**Directions for this task:** The listing that follows is to be output in full and without change.

**Exercise input:**

%%

//! OpenAPI documentation configuration.
//!
//! [`ApiDoc`] registers the generation, account and health endpoints together
//! with the bearer security scheme. Swagger UI serves it in debug builds.

use utoipa::openapi::security::{HttpAuthScheme, HttpBuilder, SecurityScheme};
use utoipa::{Modify, OpenApi};

use crate::domain::{Error, ErrorCode};
use crate::inbound::http::generate::{GenerationResponseBody, GenerationUpload};
use crate::inbound::http::users::{AccountBody, HistoryEntryBody};

/// Register the bearer token security scheme.
struct SecurityAddon;

impl Modify for SecurityAddon {
    fn modify(&self, openapi: &mut utoipa::openapi::OpenApi) {
        let components = openapi
            .components
            .get_or_insert_with(utoipa::openapi::Components::default);

        components.add_security_scheme(
            "bearerAuth",
            SecurityScheme::Http(
                HttpBuilder::new()
                    .scheme(HttpAuthScheme::Bearer)
                    .description(Some("Signed account token"))
                    .build(),
            ),
        );
    }
}

/// OpenAPI document for the REST API.
#[derive(OpenApi)]
#[openapi(
    modifiers(&SecurityAddon),
    info(
        title = "Headshot gateway API",
        description = "Credit-metered headshot generation backed by an external compute service."
    ),
    servers(
        (url = "/", description = "Relative to the deployment base URL")
    ),
    security(("bearerAuth" = [])),
    paths(
        crate::inbound::http::generate::create_generation,
        crate::inbound::http::users::current_user,
        crate::inbound::http::users::current_user_history,
        crate::inbound::http::health::ready,
        crate::inbound::http::health::live,
    ),
    components(schemas(
        Error,
        ErrorCode,
        GenerationResponseBody,
        GenerationUpload,
        AccountBody,
        HistoryEntryBody
    )),
    tags(
        (name = "generate", description = "Image generation"),
        (name = "users", description = "Account balance and history"),
        (name = "health", description = "Endpoints for health checks")
    )
)]
pub struct ApiDoc;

%%

**Solution for this task:**
//! OpenAPI documentation configuration.
//!
//! [`ApiDoc`] registers the generation, account and health endpoints together
//! with the bearer security scheme. Swagger UI serves it in debug builds.

use utoipa::openapi::security::{HttpAuthScheme, HttpBuilder, SecurityScheme};
use utoipa::{Modify, OpenApi};

use crate::domain::{Error, ErrorCode};
use crate::inbound::http::generate::{GenerationResponseBody, GenerationUpload};
use crate::inbound::http::users::{AccountBody, HistoryEntryBody};

/// Register the bearer token security scheme.
struct SecurityAddon;

impl Modify for SecurityAddon {
    fn modify(&self, openapi: &mut utoipa::openapi::OpenApi) {
        let components = openapi
            .components
            .get_or_insert_with(utoipa::openapi::Components::default);

        components.add_security_scheme(
            "bearerAuth",
            SecurityScheme::Http(
                HttpBuilder::new()
                    .scheme(HttpAuthScheme::Bearer)
                    .description(Some("Signed account token"))
                    .build(),
            ),
        );
    }
}

/// OpenAPI document for the REST API.
#[derive(OpenApi)]
#[openapi(
    modifiers(&SecurityAddon),
    info(
        title = "Headshot gateway API",
        description = "Credit-metered headshot generation backed by an external compute service."
    ),
    servers(
        (url = "/", description = "Relative to the deployment base URL")
    ),
    security(("bearerAuth" = [])),
    paths(
        crate::inbound::http::generate::create_generation,
        crate::inbound::http::users::current_user,
        crate::inbound::http::users::current_user_history,
        crate::inbound::http::health::ready,
        crate::inbound::http::health::live,
    ),
    components(schemas(
        Error,
        ErrorCode,
        GenerationResponseBody,
        GenerationUpload,
        AccountBody,
        HistoryEntryBody
    )),
    tags(
        (name = "generate", description = "Image generation"),
        (name = "users", description = "Account balance and history"),
        (name = "health", description = "Endpoints for health checks")
    )
)]
pub struct ApiDoc;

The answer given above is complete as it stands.